*** Opening Dataset extract ***

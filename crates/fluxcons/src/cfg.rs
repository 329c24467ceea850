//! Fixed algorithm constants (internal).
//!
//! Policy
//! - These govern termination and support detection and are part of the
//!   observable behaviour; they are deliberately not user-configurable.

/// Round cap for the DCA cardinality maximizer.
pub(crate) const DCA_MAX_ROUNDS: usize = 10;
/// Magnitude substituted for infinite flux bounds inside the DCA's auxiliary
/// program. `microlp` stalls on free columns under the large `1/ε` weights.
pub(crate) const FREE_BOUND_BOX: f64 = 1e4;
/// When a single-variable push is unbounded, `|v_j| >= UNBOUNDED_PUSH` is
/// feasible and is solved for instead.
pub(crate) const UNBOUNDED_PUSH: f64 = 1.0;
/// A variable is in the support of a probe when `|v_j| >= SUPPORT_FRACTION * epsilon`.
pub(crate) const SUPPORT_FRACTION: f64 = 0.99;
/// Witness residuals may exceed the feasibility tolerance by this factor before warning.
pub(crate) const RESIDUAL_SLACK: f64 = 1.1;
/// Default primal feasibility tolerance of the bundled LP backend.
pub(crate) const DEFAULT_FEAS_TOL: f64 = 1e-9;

*** Closing Dataset extract ***
*** Opening Dataset extract ***

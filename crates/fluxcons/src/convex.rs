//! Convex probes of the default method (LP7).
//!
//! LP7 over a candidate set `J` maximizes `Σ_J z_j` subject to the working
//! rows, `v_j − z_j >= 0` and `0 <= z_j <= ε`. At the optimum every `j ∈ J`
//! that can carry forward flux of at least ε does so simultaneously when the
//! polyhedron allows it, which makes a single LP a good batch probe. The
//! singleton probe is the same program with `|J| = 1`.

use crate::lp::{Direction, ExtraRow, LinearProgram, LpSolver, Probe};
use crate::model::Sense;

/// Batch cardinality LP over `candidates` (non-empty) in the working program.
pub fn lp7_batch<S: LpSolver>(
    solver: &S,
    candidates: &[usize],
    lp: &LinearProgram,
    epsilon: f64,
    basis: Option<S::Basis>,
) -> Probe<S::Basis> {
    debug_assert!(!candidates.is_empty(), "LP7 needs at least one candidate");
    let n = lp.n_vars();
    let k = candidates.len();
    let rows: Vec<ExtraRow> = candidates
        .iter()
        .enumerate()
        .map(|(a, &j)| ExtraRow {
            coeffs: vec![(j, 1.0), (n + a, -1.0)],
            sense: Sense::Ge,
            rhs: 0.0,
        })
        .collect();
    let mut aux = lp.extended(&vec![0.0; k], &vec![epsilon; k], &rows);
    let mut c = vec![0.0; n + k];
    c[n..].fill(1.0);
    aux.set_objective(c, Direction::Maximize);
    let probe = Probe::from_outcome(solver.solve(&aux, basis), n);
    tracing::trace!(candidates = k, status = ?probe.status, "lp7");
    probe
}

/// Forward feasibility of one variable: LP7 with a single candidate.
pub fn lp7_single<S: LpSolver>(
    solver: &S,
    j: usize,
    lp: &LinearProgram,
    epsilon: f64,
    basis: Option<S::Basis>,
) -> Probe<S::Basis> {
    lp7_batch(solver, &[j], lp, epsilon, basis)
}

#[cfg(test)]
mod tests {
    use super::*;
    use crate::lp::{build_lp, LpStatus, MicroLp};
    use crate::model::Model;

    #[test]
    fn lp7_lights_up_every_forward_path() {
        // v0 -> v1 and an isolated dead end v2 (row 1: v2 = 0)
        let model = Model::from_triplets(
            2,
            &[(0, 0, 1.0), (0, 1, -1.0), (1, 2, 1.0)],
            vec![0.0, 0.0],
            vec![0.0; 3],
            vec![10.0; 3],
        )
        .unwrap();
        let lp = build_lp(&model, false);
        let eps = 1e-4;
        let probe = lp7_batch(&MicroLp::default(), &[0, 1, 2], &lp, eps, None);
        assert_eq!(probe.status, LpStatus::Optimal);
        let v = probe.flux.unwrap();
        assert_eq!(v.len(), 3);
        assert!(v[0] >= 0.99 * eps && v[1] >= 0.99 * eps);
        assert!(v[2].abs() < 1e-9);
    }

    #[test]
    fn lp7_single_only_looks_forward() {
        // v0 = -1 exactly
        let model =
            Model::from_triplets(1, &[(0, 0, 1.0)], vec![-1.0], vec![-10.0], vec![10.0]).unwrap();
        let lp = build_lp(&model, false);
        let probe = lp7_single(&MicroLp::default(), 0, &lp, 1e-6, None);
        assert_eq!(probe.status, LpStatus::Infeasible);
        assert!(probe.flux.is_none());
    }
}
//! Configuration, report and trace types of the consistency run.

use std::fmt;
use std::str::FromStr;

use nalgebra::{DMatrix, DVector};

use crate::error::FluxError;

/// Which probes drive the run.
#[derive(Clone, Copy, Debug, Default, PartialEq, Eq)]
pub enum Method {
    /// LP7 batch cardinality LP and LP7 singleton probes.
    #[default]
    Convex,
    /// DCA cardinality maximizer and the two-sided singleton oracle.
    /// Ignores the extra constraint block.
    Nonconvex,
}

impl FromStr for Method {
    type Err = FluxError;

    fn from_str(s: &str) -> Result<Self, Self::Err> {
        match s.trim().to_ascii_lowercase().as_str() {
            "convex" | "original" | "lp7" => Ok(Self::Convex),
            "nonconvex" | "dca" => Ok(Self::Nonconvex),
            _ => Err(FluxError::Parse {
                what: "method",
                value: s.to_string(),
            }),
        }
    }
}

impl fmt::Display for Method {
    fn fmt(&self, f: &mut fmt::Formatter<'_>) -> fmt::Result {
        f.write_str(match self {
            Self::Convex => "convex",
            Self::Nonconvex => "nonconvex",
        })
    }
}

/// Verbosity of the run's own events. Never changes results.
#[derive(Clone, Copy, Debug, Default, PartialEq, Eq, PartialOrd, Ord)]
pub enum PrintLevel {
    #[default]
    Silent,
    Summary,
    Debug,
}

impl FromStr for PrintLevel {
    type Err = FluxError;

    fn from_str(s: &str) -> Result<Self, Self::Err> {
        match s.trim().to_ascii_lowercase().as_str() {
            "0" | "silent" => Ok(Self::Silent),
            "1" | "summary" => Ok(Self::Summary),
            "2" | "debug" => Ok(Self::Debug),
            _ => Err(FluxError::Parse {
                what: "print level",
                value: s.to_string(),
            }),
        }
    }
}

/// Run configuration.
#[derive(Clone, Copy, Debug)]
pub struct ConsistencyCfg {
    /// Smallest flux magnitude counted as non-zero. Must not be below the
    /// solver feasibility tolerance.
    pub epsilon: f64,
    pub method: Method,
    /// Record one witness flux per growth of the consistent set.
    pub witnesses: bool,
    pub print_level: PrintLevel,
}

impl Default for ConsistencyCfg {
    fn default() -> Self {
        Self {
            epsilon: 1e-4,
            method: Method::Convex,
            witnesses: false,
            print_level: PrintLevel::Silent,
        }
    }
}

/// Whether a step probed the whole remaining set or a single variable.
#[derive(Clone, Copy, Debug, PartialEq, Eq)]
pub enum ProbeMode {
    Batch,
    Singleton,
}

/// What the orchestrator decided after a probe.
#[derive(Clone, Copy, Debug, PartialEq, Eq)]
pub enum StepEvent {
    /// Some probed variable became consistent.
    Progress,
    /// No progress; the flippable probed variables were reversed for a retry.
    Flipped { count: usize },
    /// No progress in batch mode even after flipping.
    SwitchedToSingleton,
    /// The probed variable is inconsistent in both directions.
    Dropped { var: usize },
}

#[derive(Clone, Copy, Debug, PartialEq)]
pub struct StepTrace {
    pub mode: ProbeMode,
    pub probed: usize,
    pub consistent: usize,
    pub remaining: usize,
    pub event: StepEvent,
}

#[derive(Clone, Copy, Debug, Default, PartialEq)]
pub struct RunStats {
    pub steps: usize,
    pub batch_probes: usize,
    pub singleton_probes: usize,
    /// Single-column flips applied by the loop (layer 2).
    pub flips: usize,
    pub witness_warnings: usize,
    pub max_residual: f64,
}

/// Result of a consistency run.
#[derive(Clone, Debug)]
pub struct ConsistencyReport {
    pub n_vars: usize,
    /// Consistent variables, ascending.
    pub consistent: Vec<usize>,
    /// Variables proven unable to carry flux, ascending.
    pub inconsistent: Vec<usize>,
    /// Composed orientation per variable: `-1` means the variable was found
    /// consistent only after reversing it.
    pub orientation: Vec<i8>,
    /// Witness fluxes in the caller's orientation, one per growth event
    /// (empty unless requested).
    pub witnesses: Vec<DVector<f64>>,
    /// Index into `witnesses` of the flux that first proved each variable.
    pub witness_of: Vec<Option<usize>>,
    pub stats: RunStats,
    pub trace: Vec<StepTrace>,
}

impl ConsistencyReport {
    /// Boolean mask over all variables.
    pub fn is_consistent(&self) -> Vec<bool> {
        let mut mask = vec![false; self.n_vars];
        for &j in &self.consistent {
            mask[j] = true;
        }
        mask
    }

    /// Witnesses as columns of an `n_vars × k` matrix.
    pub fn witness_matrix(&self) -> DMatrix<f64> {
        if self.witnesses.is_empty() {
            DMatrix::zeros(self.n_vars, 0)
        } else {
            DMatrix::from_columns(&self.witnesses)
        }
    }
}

*** Closing Dataset extract ***

Your answer should be one number: the count of lines in the records above that contain "DMatrix".

4